* TRY IT *
The word "PrivateKeySigner" marks the lines to report; pull each of them from the listing.
DATA SHOWN START
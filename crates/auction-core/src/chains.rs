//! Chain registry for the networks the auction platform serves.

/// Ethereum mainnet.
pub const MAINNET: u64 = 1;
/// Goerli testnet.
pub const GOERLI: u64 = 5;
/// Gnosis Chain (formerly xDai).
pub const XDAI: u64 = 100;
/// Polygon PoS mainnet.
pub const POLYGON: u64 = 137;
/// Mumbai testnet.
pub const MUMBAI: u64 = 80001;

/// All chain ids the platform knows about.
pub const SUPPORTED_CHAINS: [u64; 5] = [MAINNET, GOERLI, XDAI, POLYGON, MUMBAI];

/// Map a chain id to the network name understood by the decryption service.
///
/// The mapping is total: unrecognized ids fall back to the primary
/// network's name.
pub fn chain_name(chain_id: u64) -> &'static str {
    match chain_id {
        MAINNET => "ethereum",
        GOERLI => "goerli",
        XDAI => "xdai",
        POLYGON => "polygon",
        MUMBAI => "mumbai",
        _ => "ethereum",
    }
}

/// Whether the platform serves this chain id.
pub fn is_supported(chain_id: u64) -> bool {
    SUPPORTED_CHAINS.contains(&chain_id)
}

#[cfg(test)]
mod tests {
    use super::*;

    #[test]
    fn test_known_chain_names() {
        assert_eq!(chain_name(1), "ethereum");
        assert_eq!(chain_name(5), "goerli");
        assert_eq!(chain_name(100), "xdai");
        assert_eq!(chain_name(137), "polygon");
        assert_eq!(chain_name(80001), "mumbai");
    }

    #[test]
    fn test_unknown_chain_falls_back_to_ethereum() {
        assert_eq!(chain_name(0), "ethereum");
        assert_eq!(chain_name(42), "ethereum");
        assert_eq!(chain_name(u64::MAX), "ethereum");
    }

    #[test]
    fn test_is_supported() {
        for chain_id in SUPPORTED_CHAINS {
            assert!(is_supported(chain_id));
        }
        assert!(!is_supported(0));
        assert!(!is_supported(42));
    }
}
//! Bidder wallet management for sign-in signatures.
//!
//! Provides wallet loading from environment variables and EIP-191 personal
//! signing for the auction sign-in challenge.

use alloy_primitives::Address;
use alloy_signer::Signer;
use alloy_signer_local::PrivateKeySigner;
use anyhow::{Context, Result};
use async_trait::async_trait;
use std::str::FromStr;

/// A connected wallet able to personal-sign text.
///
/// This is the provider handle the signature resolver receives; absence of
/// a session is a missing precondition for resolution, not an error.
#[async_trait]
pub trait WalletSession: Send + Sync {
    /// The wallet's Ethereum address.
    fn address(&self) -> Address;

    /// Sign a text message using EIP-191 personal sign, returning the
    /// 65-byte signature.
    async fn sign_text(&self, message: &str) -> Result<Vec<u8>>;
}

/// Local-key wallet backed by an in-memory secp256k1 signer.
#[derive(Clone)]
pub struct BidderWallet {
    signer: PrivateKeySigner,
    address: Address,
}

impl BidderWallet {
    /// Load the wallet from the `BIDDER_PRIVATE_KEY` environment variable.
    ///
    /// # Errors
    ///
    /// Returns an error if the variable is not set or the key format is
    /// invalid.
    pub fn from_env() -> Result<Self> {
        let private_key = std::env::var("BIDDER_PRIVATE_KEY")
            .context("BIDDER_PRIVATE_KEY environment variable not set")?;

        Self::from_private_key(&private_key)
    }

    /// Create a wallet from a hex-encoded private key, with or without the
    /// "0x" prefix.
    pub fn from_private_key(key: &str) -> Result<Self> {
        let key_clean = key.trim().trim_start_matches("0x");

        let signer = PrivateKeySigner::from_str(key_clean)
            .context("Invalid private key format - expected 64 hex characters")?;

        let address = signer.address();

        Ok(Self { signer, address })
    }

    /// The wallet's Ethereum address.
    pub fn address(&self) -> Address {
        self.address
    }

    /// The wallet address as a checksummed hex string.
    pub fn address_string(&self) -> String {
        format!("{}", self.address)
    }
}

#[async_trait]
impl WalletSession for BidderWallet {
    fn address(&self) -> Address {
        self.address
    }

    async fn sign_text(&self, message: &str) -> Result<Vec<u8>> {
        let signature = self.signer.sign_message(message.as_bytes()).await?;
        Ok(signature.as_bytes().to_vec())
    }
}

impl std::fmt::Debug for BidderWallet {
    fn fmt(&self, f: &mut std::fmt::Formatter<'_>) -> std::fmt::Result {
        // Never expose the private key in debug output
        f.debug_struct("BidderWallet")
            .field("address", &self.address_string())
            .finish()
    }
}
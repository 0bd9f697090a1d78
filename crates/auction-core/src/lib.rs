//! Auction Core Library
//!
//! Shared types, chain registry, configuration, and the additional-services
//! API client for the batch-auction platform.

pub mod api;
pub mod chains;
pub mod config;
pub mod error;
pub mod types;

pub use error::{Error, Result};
DATA SHOWN END
* TASK RESPONSE *
use alloy_signer_local::PrivateKeySigner;
    signer: PrivateKeySigner,
        let signer = PrivateKeySigner::from_str(key_clean)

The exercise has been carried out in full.